Журнал «Новый мир» - Новый мир. № 3, 2003
Много рассуждают и спорят о том, закат или восход свободы означают сумерки[45], но так ли это важно? Этот вопрос перекрывается эсхатологическим звучанием образа помраченного солнца как предвестия конца времен, и на этом фоне одно из авторских названий стихотворения — «Гимн» — звучит как отсылка к Вальсингамову гимну Чуме[46].
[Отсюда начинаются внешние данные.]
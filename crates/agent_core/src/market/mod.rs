//! Transfer & contract subsystem

pub mod contracts;
pub mod transfer;

pub use contracts::{process_contracts, renewal_chance, ContractEvent};
pub use transfer::{reputation_gain, transfer_player, TransferOutcome};
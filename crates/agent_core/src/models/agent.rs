use super::player::PlayerId;
use serde::{Deserialize, Serialize};

/// The player-controlled football agent
#[derive(Debug, Clone, Serialize, Deserialize, PartialEq)]
pub struct Agent {
    pub name: String,
    pub balance: f64,
    /// 0-100
    pub reputation: f64,
    pub clients: Vec<PlayerId>,
    /// Players who approached the agent and have not been signed yet
    pub offers: Vec<PlayerId>,
}

impl Agent {
    pub fn new(name: impl Into<String>, balance: f64, reputation: f64) -> Self {
        Self { name: name.into(), balance, reputation, clients: Vec::new(), offers: Vec::new() }
    }

    pub fn has_client(&self, id: PlayerId) -> bool {
        self.clients.contains(&id)
    }

    pub fn has_offer(&self, id: PlayerId) -> bool {
        self.offers.contains(&id)
    }

    /// Add a client (no duplicates) and drop any pending offer for them
    pub fn sign_client(&mut self, id: PlayerId) {
        if !self.clients.contains(&id) {
            self.clients.push(id);
        }
        self.offers.retain(|&offer| offer != id);
    }

    pub fn add_offer(&mut self, id: PlayerId) {
        if !self.offers.contains(&id) && !self.clients.contains(&id) {
            self.offers.push(id);
        }
    }

    /// Raise reputation, capped at 100
    pub fn gain_reputation(&mut self, amount: f64) {
        self.reputation = (self.reputation + amount).clamp(0.0, 100.0);
    }
}
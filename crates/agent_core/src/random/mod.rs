//! Seedable random source shared by every engine component.
//!
//! All randomness in generation, simulation and progression is drawn from a
//! single [`GameRng`] that the [`crate::engine::Engine`] owns. Seeding it makes
//! a whole career replayable: same seed, same world, same seasons.

mod weighted;

pub use weighted::weighted_pick;

use rand::seq::SliceRandom;
use rand::{Rng, RngCore, SeedableRng};
use rand_chacha::ChaCha8Rng;

/// Engine random source (ChaCha8, portable across platforms)
#[derive(Debug, Clone)]
pub struct GameRng {
    inner: ChaCha8Rng,
}

impl GameRng {
    pub fn seeded(seed: u64) -> Self {
        Self { inner: ChaCha8Rng::seed_from_u64(seed) }
    }

    pub fn from_entropy() -> Self {
        Self { inner: ChaCha8Rng::from_entropy() }
    }

    /// Uniform draw in `[0, 1)`
    pub fn unit(&mut self) -> f64 {
        self.inner.gen::<f64>()
    }

    /// Bernoulli trial with probability `p` (clamped to `[0, 1]`)
    pub fn chance(&mut self, p: f64) -> bool {
        self.unit() < p.clamp(0.0, 1.0)
    }

    /// Uniform integer in `lo..=hi`
    pub fn int_inclusive(&mut self, lo: i64, hi: i64) -> i64 {
        if hi <= lo {
            return lo;
        }
        self.inner.gen_range(lo..=hi)
    }

    /// Uniform float in `[lo, hi)`
    pub fn float_range(&mut self, lo: f64, hi: f64) -> f64 {
        lo + self.unit() * (hi - lo)
    }

    pub fn pick<'a, T>(&mut self, items: &'a [T]) -> Option<&'a T> {
        items.choose(&mut self.inner)
    }

    pub fn shuffle<T>(&mut self, items: &mut [T]) {
        items.shuffle(&mut self.inner);
    }

    /// Draw `count` distinct elements (fewer if the slice is shorter)
    pub fn sample<T: Clone>(&mut self, items: &[T], count: usize) -> Vec<T> {
        items.choose_multiple(&mut self.inner, count).cloned().collect()
    }
}

impl RngCore for GameRng {
    fn next_u32(&mut self) -> u32 {
        self.inner.next_u32()
    }

    fn next_u64(&mut self) -> u64 {
        self.inner.next_u64()
    }

    fn fill_bytes(&mut self, dest: &mut [u8]) {
        self.inner.fill_bytes(dest)
    }

    fn try_fill_bytes(&mut self, dest: &mut [u8]) -> Result<(), rand::Error> {
        self.inner.try_fill_bytes(dest)
    }
}

#[cfg(test)]
mod tests {
    use super::*;

    #[test]
    fn test_same_seed_same_sequence() {
        let mut a = GameRng::seeded(123);
        let mut b = GameRng::seeded(123);
        for _ in 0..100 {
            assert_eq!(a.unit(), b.unit());
        }
    }

    #[test]
    fn test_int_inclusive_bounds() {
        let mut rng = GameRng::seeded(7);
        for _ in 0..1000 {
            let v = rng.int_inclusive(2, 5);
            assert!((2..=5).contains(&v));
        }
        assert_eq!(rng.int_inclusive(4, 4), 4);
    }

    #[test]
    fn test_chance_extremes() {
        let mut rng = GameRng::seeded(1);
        assert!((0..100).all(|_| !rng.chance(0.0)));
        assert!((0..100).all(|_| rng.chance(1.0)));
    }

    #[test]
    fn test_sample_is_distinct() {
        let mut rng = GameRng::seeded(9);
        let items: Vec<u32> = (0..10).collect();
        let mut picked = rng.sample(&items, 4);
        picked.sort_unstable();
        picked.dedup();
        assert_eq!(picked.len(), 4);
    }
}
То чумой, то пиром поворачивается пушкинский сюжет в стихах Мандельштама первых послереволюционных лет, и тема пира звучит по-разному («театр», «праздное вече»), но в ней непременно присутствует смерть. В стихотворении «Когда в теплой ночи замирает…» пирует и хоронит солнце «чернь» — та самая пушкинская «чернь», о которой Мандельштам писал в статье «О собеседнике» (1913); в другом, ключевом для нашей темы стихотворении развернут традиционно-классический вариант пира — пир поэтов:
В Петербурге мы сойдемся снова,
Словно солнце мы похоронили в нем,
И блаженное, бессмысленное слово
В первый раз произнесем.
В черном бархате советской ночи,
В бархате всемирной пустоты
Всё поют блаженных жен родные очи,
Всё цветут бессмертные цветы.
Дикой кошкой горбится столица,
На мосту патруль стоит,
Только злой мотор во мгле промчится
И кукушкой прокричит.
Мне не надо пропуска ночного,
Часовых я не боюсь:
За блаженное, бессмысленное слово
Я в ночи советской помолюсь.
Слышу легкий театральный шорох
И девическое «ах» —
И бессмертных роз огромный ворох
У Киприды на руках.
У костра мы греемся от скуки,
Может быть, века пройдут,
И блаженных жен родные руки
Легкий пепел соберут.
Где-то хоры сладкие Орфея
И родные темные зрачки,
И на грядки кресел с галереи
Падают афиши-голубки.
Что ж, гаси, пожалуй, наши свечи
В черном бархате всемирной пустоты.
Всё поют блаженных жен крутые плечи,
А ночного солнца не заметишь ты.
«Мы» — поэты, «сойдемся снова» — как сходились в Петербурге поэты когда-то, во времена Пушкина («словно солнце мы похоронили в нем»[47]). Апология поэзии, театра, искусства развернута на фоне «советской ночи», несущей смерть (как в «Нездешнем вечере» у Цветаевой), в пире обреченных поэтов участвуют не только собирательное «мы», но конкретно Пушкин и Блок: «злой мотор» сюда попал из блоковских «Шагов Командора»[48] — как предвестие рока, «легкий пепел» — из Пушкина, из задорного послания «Кривцову»[49], где юный поэт призывает друзей пренебречь страхом смерти на пиру жизни: «Смертный миг наш будет светел; / И подруги шалунов / Соберут их легкий пепел / В урны праздные пиров». Этой эпикурейской эскападе сложно отзывается мандельштамовское согласие на смерть: «Что ж, гаси, пожалуй, наши свечи / В черном бархате всемирной пустоты».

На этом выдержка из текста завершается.